Ragas can evaluate TokenLab-backed applications by passing an OpenAI-compatible `AsyncOpenAI` client into `llm_factory`.

<Note>
  **Type**: Evaluation framework

  **Primary Path**: OpenAI-compatible Chat Completions

  **Support Confidence**: Supported OpenAI-compatible path
</Note>

## Environment

```bash theme={null}
export TOKENLAB_API_KEY="sk-your-tokenlab-key"
```

## Example Evaluator

```python theme={null}
import os

from openai import AsyncOpenAI
from ragas.llms import llm_factory
from ragas.metrics import DiscreteMetric

client = AsyncOpenAI(
    api_key=os.environ["TOKENLAB_API_KEY"],
    base_url="https://api.tokenlab.sh/v1",
)
llm = llm_factory("claude-sonnet-5", client=client)

metric = DiscreteMetric(
    name="summary_accuracy",
    allowed_values=["accurate", "inaccurate"],
    prompt="Evaluate whether the response is accurate.

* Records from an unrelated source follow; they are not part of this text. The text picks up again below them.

// vim: tw=80
//! Actions: side effects, computed returns, default zero values, and the
//! per-call consumption of the action queue.

use std::cell::Cell;
use std::rc::Rc;
use std::sync::{Arc, Mutex};

use understudy::matchers::any;
use understudy::{args, rets, Arg, Controller, Method, ReturnType, Value};

fn put() -> Method {
    Method::new("Index.Put", 2)
}

fn nillable_ret() -> Method {
    Method::new("Index.NillableRet", 0)
        .with_return(ReturnType::nilable::<Option<String>>())
}

fn next() -> Method {
    Method::new("Counter.Next", 0).with_return(ReturnType::of::<i64>())
}

fn add() -> Method {
    Method::new("Adder.Add", 2).with_return(ReturnType::of::<i64>())
}

#[test]
fn a_call_without_actions_returns_zero_values() {
    let ctrl = Controller::new();
    ctrl.expect(nillable_ret(), args![]);

    let out = ctrl.call(&nillable_ret(), vec![]);
    assert_eq!(
        None,
        out.into_iter().next().unwrap().take::<Option<String>>()
    );
    ctrl.verify();
}

#[test]
fn run_observes_the_call_arguments() {
    let seen = Arc::new(Mutex::new(String::new()));
    let sink = Arc::clone(&seen);

    let ctrl = Controller::new();
    ctrl.expect(put(), args![any(), any()]).run(move |args| {
        let key = args[0].downcast_ref::<&str>().unwrap();
        sink.lock().unwrap().push_str(key);
    });

    ctrl.call(&put(), vec![Arg::of("blah"), Arg::of(7)]);
    assert_eq!("blah", seen.lock().unwrap().as_str());
    ctrl.verify();
}

#[test]
fn run_still_returns_zero_values() {
    let ctrl = Controller::new();
    ctrl.expect(nillable_ret(), args![]).run(|_| {});

    let out = ctrl.call(&nillable_ret(), vec![]);
    assert_eq!(
        None,
        out.into_iter().next().unwrap().take::<Option<String>>()
    );
    ctrl.verify();
}

#[test]
fn run_passes_absent_arguments_through() {
    let ctrl = Controller::new();
    ctrl.expect(put(), args!["nil-key", any()]).run(|args| {
        assert!(args[1].is_nil());
    });

    ctrl.call(&put(), vec![Arg::of("nil-key"), Arg::nil()]);
    ctrl.verify();
}

#[test]
fn returning_computes_results_from_the_arguments() {
    let ctrl = Controller::new();
    ctrl.expect(add(), args![any(), any()]).returning(|args| {
        let x = *args[0].downcast_ref::<i64>().unwrap();
        let y = *args[1].downcast_ref::<i64>().unwrap();
        vec![Value::of(x + y)]
    });

    let out = ctrl.call(&add(), vec![Arg::of(3i64), Arg::of(4i64)]);
    assert_eq!(7, out.into_iter().next().unwrap().take::<i64>());
    ctrl.verify();
}

#[test]
fn the_action_queue_is_consumed_in_order_and_the_last_persists() {
    let ctrl = Controller::new();
    ctrl.expect(next(), args![])
        .times(3)
        .returns(rets![1i64])
        .returning(|_| vec![Value::of(2i64)]);

    let calls: Vec<i64> = (0..3)
        .map(|_| {
            ctrl.call(&next(), vec![])
                .into_iter()
                .next()
                .unwrap()
                .take::<i64>()
        })
        .collect();
    assert_eq!(vec![1, 2, 2], calls);
    ctrl.verify();
}

#[test]
fn a_side_effect_action_is_followed_by_the_next_queued_action() {
    let hits = Arc::new(Mutex::new(0u32));
    let sink = Arc::clone(&hits);

    let ctrl = Controller::new();
    ctrl.expect(next(), args![])
        .times(2)
        .run(move |_| *sink.lock().unwrap() += 1)
        .returns(rets![9i64]);

    let first = ctrl.call(&next(), vec![]);
    let second = ctrl.call(&next(), vec![]);
    assert_eq!(0, first.into_iter().next().unwrap().take::<i64>());
    assert_eq!(9, second.into_iter().next().unwrap().take::<i64>());
    assert_eq!(1, *hits.lock().unwrap());
    ctrl.verify();
}

#[test]
fn run_st_accepts_closures_that_are_not_send() {
    let count = Rc::new(Cell::new(0));
    let sink = Rc::clone(&count);

    let ctrl = Controller::new();
    ctrl.expect(put(), args![any(), any()])
        .run_st(move |_| sink.set(sink.get() + 1));

    ctrl.call(&put(), vec![Arg::of("a"), Arg::of(1)]);
    assert_eq!(1, count.get());
    ctrl.verify();
}

#[test]
fn returning_st_accepts_closures_that_are_not_send() {
    let base = Rc::new(Cell::new(40i64));
    let sink = Rc::clone(&base);

    let ctrl = Controller::new();
    ctrl.expect(next(), args![])
        .returning_st(move |_| vec![Value::of(sink.get() + 2)]);

    let out = ctrl.call(&next(), vec![]);
    assert_eq!(42, out.into_iter().next().unwrap().take::<i64>());
    ctrl.verify();
}
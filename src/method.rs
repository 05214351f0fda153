// vim: tw=80
//! Method descriptors.
//!
//! The engine never sees an interface definition; the mock-generation layer
//! (or a handwritten test double) describes each mocked method with a
//! [`Method`]: its identity, its parameter shape, and the return slots that
//! dispatch must be able to populate.

use std::any;
use std::any::TypeId;
use std::fmt;
use std::sync::Arc;

use crate::value::Value;

/// One declared return slot of a mocked method.
///
/// Carries everything dispatch needs to type-check a registered or produced
/// return value and to synthesize the slot's zero value when no action
/// provides one.
#[derive(Clone)]
pub struct ReturnType {
    id: TypeId,
    type_name: &'static str,
    nilable: bool,
    zero: Arc<dyn Fn() -> Value + Send + Sync>,
}

impl ReturnType {
    /// A return slot of type `T`, whose zero value is `T::default()`.
    pub fn of<T>() -> Self
    where
        T: any::Any + fmt::Debug + Send + Default,
    {
        ReturnType {
            id: TypeId::of::<T>(),
            type_name: any::type_name::<T>(),
            nilable: false,
            zero: Arc::new(|| Value::of(T::default())),
        }
    }

    /// A return slot that admits the absent value, such as an `Option`.
    ///
    /// [`Value::nil`] and [`Ret::nil`](crate::Ret::nil) conform to a nilable
    /// slot by yielding the slot's zero value.
    pub fn nilable<T>() -> Self
    where
        T: any::Any + fmt::Debug + Send + Default,
    {
        ReturnType {
            nilable: true,
            ..Self::of::<T>()
        }
    }

    /// A return slot of a type without a `Default`, with an explicit zero
    /// value producer.
    pub fn with_zero<T, F>(zero: F) -> Self
    where
        T: any::Any + fmt::Debug + Send,
        F: Fn() -> T + Send + Sync + 'static,
    {
        ReturnType {
            id: TypeId::of::<T>(),
            type_name: any::type_name::<T>(),
            nilable: false,
            zero: Arc::new(move || Value::of(zero())),
        }
    }

    pub fn type_name(&self) -> &'static str {
        self.type_name
    }

    pub(crate) fn zero(&self) -> Value {
        (self.zero.as_ref())()
    }

    /// The assignability predicate: a value fits this slot when its concrete
    /// type is the slot's type, or when it is absent and the slot is nilable.
    /// There is no numeric widening.
    pub(crate) fn admits(&self, id: TypeId, nil: bool) -> bool {
        id == self.id || (nil && self.nilable)
    }

    /// Convert an admitted value into exactly what the thunk will take out of
    /// the slot.
    pub(crate) fn conform(&self, value: Value) -> Value {
        if value.type_id() == self.id {
            value
        } else {
            // admits() already held, so this is an absent value going into a
            // nilable slot.
            self.zero()
        }
    }
}

/// The identity and signature of a mocked method.
///
/// `name` keys the controller's call set, so it must be unique per substitute
/// method; qualifying it with the interface name (`"Index.Put"`) lets one
/// controller serve several substitutes.
#[derive(Clone)]
pub struct Method {
    name: &'static str,
    arity: usize,
    variadic: bool,
    returns: Vec<ReturnType>,
}

impl Method {
    /// A method with `arity` declared parameters and no return values.  For
    /// variadic methods `arity` counts only the parameters before the
    /// variadic tail.
    pub fn new(name: &'static str, arity: usize) -> Self {
        Method {
            name,
            arity,
            variadic: false,
            returns: Vec::new(),
        }
    }

    /// Mark the method variadic.  Dispatch then expects the collected tail as
    /// a synthetic trailing argument.
    pub fn variadic(mut self) -> Self {
        self.variadic = true;
        self
    }

    /// Append a return slot.
    pub fn with_return(mut self, ret: ReturnType) -> Self {
        self.returns.push(ret);
        self
    }

    pub fn name(&self) -> &'static str {
        self.name
    }

    pub fn arity(&self) -> usize {
        self.arity
    }

    pub fn is_variadic(&self) -> bool {
        self.variadic
    }

    pub fn returns(&self) -> &[ReturnType] {
        &self.returns
    }
}

#[cfg(test)]
mod t {
    use super::*;

    #[test]
    fn admits_same_type_only() {
        let slot = ReturnType::of::<i64>();
        assert!(slot.admits(TypeId::of::<i64>(), false));
        assert!(!slot.admits(TypeId::of::<i32>(), false));
        // An absent value does not fit a non-nilable slot.
        assert!(!slot.admits(TypeId::of::<()>(), true));
    }

    #[test]
    fn nil_conforms_to_a_nilable_slot() {
        let slot = ReturnType::nilable::<Option<String>>();
        let nil = Value::nil();
        assert!(slot.admits(nil.type_id(), nil.is_nil()));
        assert_eq!(None, slot.conform(nil).take::<Option<String>>());
    }

    #[test]
    fn zero_uses_the_explicit_producer() {
        let slot = ReturnType::with_zero(|| Ok::<u32, String>(0));
        assert_eq!(Ok(0), slot.zero().take::<Result<u32, String>>());
    }
}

Answer only accurate or inaccurate.\n\nResponse: {response}",
)
```

Use `llm` in Ragas metrics and testsets the same way you would use an OpenAI SDK-backed model.

## Endpoint Notes

Ragas uses the OpenAI SDK client path here. Native TokenLab Responses, Anthropic Messages, and Gemini routes are best used through evaluation runners that support those request shapes directly.